Scan the listing for the word "Mutex", and copy out each line where it is found.

- - - - -

//! Transaction admission.
//!
//! A proposed transaction is admitted when its installment amount does
//! not exceed the customer's threshold for the declared tenor. Each
//! admission is judged on its own; previously admitted transactions
//! are never summed against the limit.

use kredit_core::error::{KreditError, KreditResult};
use kredit_core::models::limit::Limit;
use kredit_core::models::transaction::{CreateTransaction, Transaction};
use kredit_core::repository::{LimitRepository, TransactionRepository};
use kredit_core::tenor::Tenor;
use rust_decimal::Decimal;
use thiserror::Error;
use tracing::{info, warn};

/// Outcome of checking one installment against a limit.
#[derive(Debug, Clone, PartialEq, Eq)]
pub enum Decision {
    Admit,
    Reject(Rejection),
}

#[derive(Debug, Clone, PartialEq, Eq, Error)]
pub enum Rejection {
    #[error("tenor {0} is not a recognised tenor class")]
    UnknownTenor(i64),

    #[error("installment {installment} exceeds the {tenor} threshold of {threshold}")]
    ExceedsThreshold {
        tenor: Tenor,
        threshold: Decimal,
        installment: Decimal,
    },
}

/// Decide whether `installment` fits under the threshold for `tenor`.
///
/// Equality is admitted.
pub fn evaluate(limit: &Limit, tenor: i64, installment: Decimal) -> Decision {
    let Some(class) = Tenor::from_class(tenor) else {
        return Decision::Reject(Rejection::UnknownTenor(tenor));
    };

    let threshold = limit.threshold(class);
    if installment <= threshold {
        Decision::Admit
    } else {
        Decision::Reject(Rejection::ExceedsThreshold {
            tenor: class,
            threshold,
            installment,
        })
    }
}

/// Runs a proposed transaction through validation, limit resolution,
/// the threshold decision and persistence. Every stage failure is
/// terminal for the attempt.
pub struct AdmissionEngine<L: LimitRepository, T: TransactionRepository> {
    limits: L,
    transactions: T,
}

impl<L: LimitRepository, T: TransactionRepository> AdmissionEngine<L, T> {
    pub fn new(limits: L, transactions: T) -> Self {
        Self {
            limits,
            transactions,
        }
    }

    pub async fn admit(&self, input: CreateTransaction) -> KreditResult<Transaction> {
        validate(&input)?;

        let Some(limit) = self.limits.get_by_customer_id(input.customer_id).await? else {
            warn!(customer_id = input.customer_id, "admission rejected: no limit on file");
            return Err(KreditError::not_found("customer limit", input.customer_id));
        };

        if let Decision::Reject(rejection) =
            evaluate(&limit, input.tenor, input.installment_amount)
        {
            warn!(
                customer_id = input.customer_id,
                tenor = input.tenor,
                reason = %rejection,
                "admission rejected"
            );
            return Err(KreditError::LimitExceeded {
                reason: rejection.to_string(),
            });
        }

        let transaction = self.transactions.create(input).await?;
        info!(
            transaction_id = transaction.id,
            customer_id = transaction.customer_id,
            tenor = transaction.tenor,
            "transaction admitted"
        );
        Ok(transaction)
    }
}

/// Amounts must be non-negative. The customer id is not checked here:
/// an id with no limit on file resolves to `NotFound` like any other.
fn validate(input: &CreateTransaction) -> KreditResult<()> {
    let amounts = [
        ("otr", input.otr),
        ("admin_fee", input.admin_fee),
        ("installment_amount", input.installment_amount),
        ("interest_amount", input.interest_amount),
    ];
    for (field, amount) in amounts {
        if amount < Decimal::ZERO {
            return Err(KreditError::validation(format!(
                "{field} must not be negative"
            )));
        }
    }
    Ok(())
}

#[cfg(test)]
mod tests {
    use super::*;
    use kredit_core::models::limit::CreateLimit;
    use proptest::prelude::*;
    use rust_decimal_macros::dec;
    use std::sync::Mutex;

    fn limit() -> Limit {
        Limit {
            id: 1,
            customer_id: 1,
            tenor_1: dec!(500000),
            tenor_2: dec!(700000),
            tenor_3: dec!(900000),
            tenor_4: dec!(1100000),
        }
    }

    fn proposal(customer_id: i64, tenor: i64, installment: Decimal) -> CreateTransaction {
        CreateTransaction {
            customer_id,
            contract_number: "KTR-001".into(),
            otr: dec!(15000000),
            admin_fee: dec!(250000),
            installment_amount: installment,
            interest_amount: dec!(50000),
            asset_name: "Motor".into(),
            tenor,
        }
    }

    #[derive(Default)]
    struct FakeLimits(Vec<Limit>);

    impl LimitRepository for FakeLimits {
        async fn create(&self, _input: CreateLimit) -> KreditResult<Limit> {
            Err(KreditError::Internal("not used".into()))
        }

        async fn get_by_customer_id(&self, customer_id: i64) -> KreditResult<Option<Limit>> {
            Ok(self.0.iter().find(|l| l.customer_id == customer_id).cloned())
        }
    }

    struct BrokenLimits;

    impl LimitRepository for BrokenLimits {
        async fn create(&self, _input: CreateLimit) -> KreditResult<Limit> {
            Err(KreditError::Database("connection reset".into()))
        }

        async fn get_by_customer_id(&self, _customer_id: i64) -> KreditResult<Option<Limit>> {
            Err(KreditError::Database("connection reset".into()))
        }
    }

    #[derive(Default)]
    struct FakeTransactions(Mutex<Vec<Transaction>>);

    impl TransactionRepository for FakeTransactions {
        async fn create(&self, input: CreateTransaction) -> KreditResult<Transaction> {
            let mut stored = self.0.lock().unwrap();
            let tx = input.into_transaction(stored.len() as i64 + 1);
            stored.push(tx.clone());
            Ok(tx)
        }
    }

    fn engine() -> AdmissionEngine<FakeLimits, FakeTransactions> {
        AdmissionEngine::new(FakeLimits(vec![limit()]), FakeTransactions::default())
    }

    #[test]
    fn decision_table_picks_threshold_by_tenor() {
        let l = limit();
        assert_eq!(evaluate(&l, 1, dec!(500000)), Decision::Admit);
        assert_eq!(evaluate(&l, 2, dec!(700000)), Decision::Admit);
        assert_eq!(evaluate(&l, 3, dec!(900000)), Decision::Admit);
        assert_eq!(evaluate(&l, 4, dec!(1100000)), Decision::Admit);
        assert_eq!(
            evaluate(&l, 1, dec!(500000.01)),
            Decision::Reject(Rejection::ExceedsThreshold {
                tenor: Tenor::One,
                threshold: dec!(500000),
                installment: dec!(500000.01),
            })
        );
    }

    #[test]
    fn unknown_tenor_is_rejected() {
        let l = limit();
        for tenor in [0, 5, -1, 12] {
            assert_eq!(
                evaluate(&l, tenor, Decimal::ZERO),
                Decision::Reject(Rejection::UnknownTenor(tenor))
            );
        }
    }

    #[tokio::test]
    async fn admitted_transaction_is_persisted() {
        let engine = engine();
        let tx = engine.admit(proposal(1, 1, dec!(300000))).await.unwrap();
        assert_eq!(tx.id, 1);
        assert_eq!(tx.installment_amount, dec!(300000));
        assert_eq!(engine.transactions.0.lock().unwrap().len(), 1);
    }

    #[tokio::test]
    async fn over_threshold_is_limit_exceeded_and_not_persisted() {
        let engine = engine();
        let err = engine.admit(proposal(1, 1, dec!(600000))).await.unwrap_err();
        assert!(matches!(err, KreditError::LimitExceeded { .. }));
        assert!(engine.transactions.0.lock().unwrap().is_empty());
    }

    #[tokio::test]
    async fn out_of_range_tenor_is_limit_exceeded() {
        let err = engine().admit(proposal(1, 7, dec!(1))).await.unwrap_err();
        assert!(matches!(err, KreditError::LimitExceeded { .. }));
    }

    #[tokio::test]
    async fn missing_limit_is_not_found() {
        let err = engine().admit(proposal(2, 1, dec!(1))).await.unwrap_err();
        assert!(matches!(err, KreditError::NotFound { ref entity, .. } if entity == "customer limit"));
    }

    #[tokio::test]
    async fn malformed_proposal_fails_before_lookup() {
        let engine = AdmissionEngine::new(BrokenLimits, FakeTransactions::default());

        let negative = CreateTransaction {
            otr: dec!(-1),
            ..proposal(1, 1, dec!(1))
        };
        assert!(matches!(
            engine.admit(negative).await.unwrap_err(),
            KreditError::Validation { .. }
        ));
    }

    #[tokio::test]
    async fn unknown_customer_ids_are_not_found() {
        let engine = engine();
        for customer_id in [0, -1, 2, i64::MAX] {
            let err = engine
                .admit(proposal(customer_id, 1, dec!(1)))
                .await
                .unwrap_err();
            assert!(
                matches!(err, KreditError::NotFound { .. }),
                "customer {customer_id}: {err}"
            );
        }
    }

    #[tokio::test]
    async fn lookup_failure_surfaces_as_storage_error() {
        let engine = AdmissionEngine::new(BrokenLimits, FakeTransactions::default());
        let err = engine.admit(proposal(1, 1, dec!(1))).await.unwrap_err();
        assert!(matches!(err, KreditError::Database(_)));
    }

    #[tokio::test]
    async fn admissions_are_not_cumulative() {
        let engine = engine();
        for _ in 0..3 {
            engine.admit(proposal(1, 1, dec!(400000))).await.unwrap();
        }
        assert_eq!(engine.transactions.0.lock().unwrap().len(), 3);
    }

    fn amount() -> impl Strategy<Value = Decimal> {
        (0i64..200_000_000).prop_map(|cents| Decimal::new(cents, 2))
    }

    proptest! {
        #![proptest_config(ProptestConfig {
            cases: 256,
            ..ProptestConfig::default()
        })]

        /// Admission holds exactly when the installment is at most the
        /// threshold for a valid tenor.
        #[test]
        fn admits_iff_within_threshold(
            tenor in 1i64..=4,
            installment in amount(),
            thresholds in prop::array::uniform4(amount()),
        ) {
            let l = Limit {
                id: 1,
                customer_id: 1,
                tenor_1: thresholds[0],
                tenor_2: thresholds[1],
                tenor_3: thresholds[2],
                tenor_4: thresholds[3],
            };
            let threshold = thresholds[(tenor - 1) as usize];
            let admitted = evaluate(&l, tenor, installment) == Decision::Admit;
            prop_assert_eq!(admitted, installment <= threshold);
        }

        #[test]
        fn threshold_itself_is_admitted(tenor in 1i64..=4, threshold in amount()) {
            let l = Limit {
                id: 1,
                customer_id: 1,
                tenor_1: threshold,
                tenor_2: threshold,
                tenor_3: threshold,
                tenor_4: threshold,
            };
            prop_assert_eq!(evaluate(&l, tenor, threshold), Decision::Admit);
        }

        #[test]
        fn admission_without_limit_is_always_not_found(
            customer_id in any::<i64>().prop_filter("no limit on file", |id| *id != 1),
            tenor in any::<i64>(),
            installment in amount(),
        ) {
            let rt = tokio::runtime::Builder::new_current_thread().build().unwrap();
            let err = rt
                .block_on(engine().admit(proposal(customer_id, tenor, installment)))
                .unwrap_err();
            let is_not_found = matches!(err, KreditError::NotFound { .. });
            prop_assert!(is_not_found);
        }

        #[test]
        fn out_of_range_tenor_always_rejects(
            tenor in any::<i64>().prop_filter("outside 1..=4", |t| !(1..=4).contains(t)),
            installment in amount(),
        ) {
            prop_assert_eq!(
                evaluate(&limit(), tenor, installment),
                Decision::Reject(Rejection::UnknownTenor(tenor))
            );
        }
    }
}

- - - - -

* _Response below_
    use std::sync::Mutex;
    struct FakeTransactions(Mutex<Vec<Transaction>>);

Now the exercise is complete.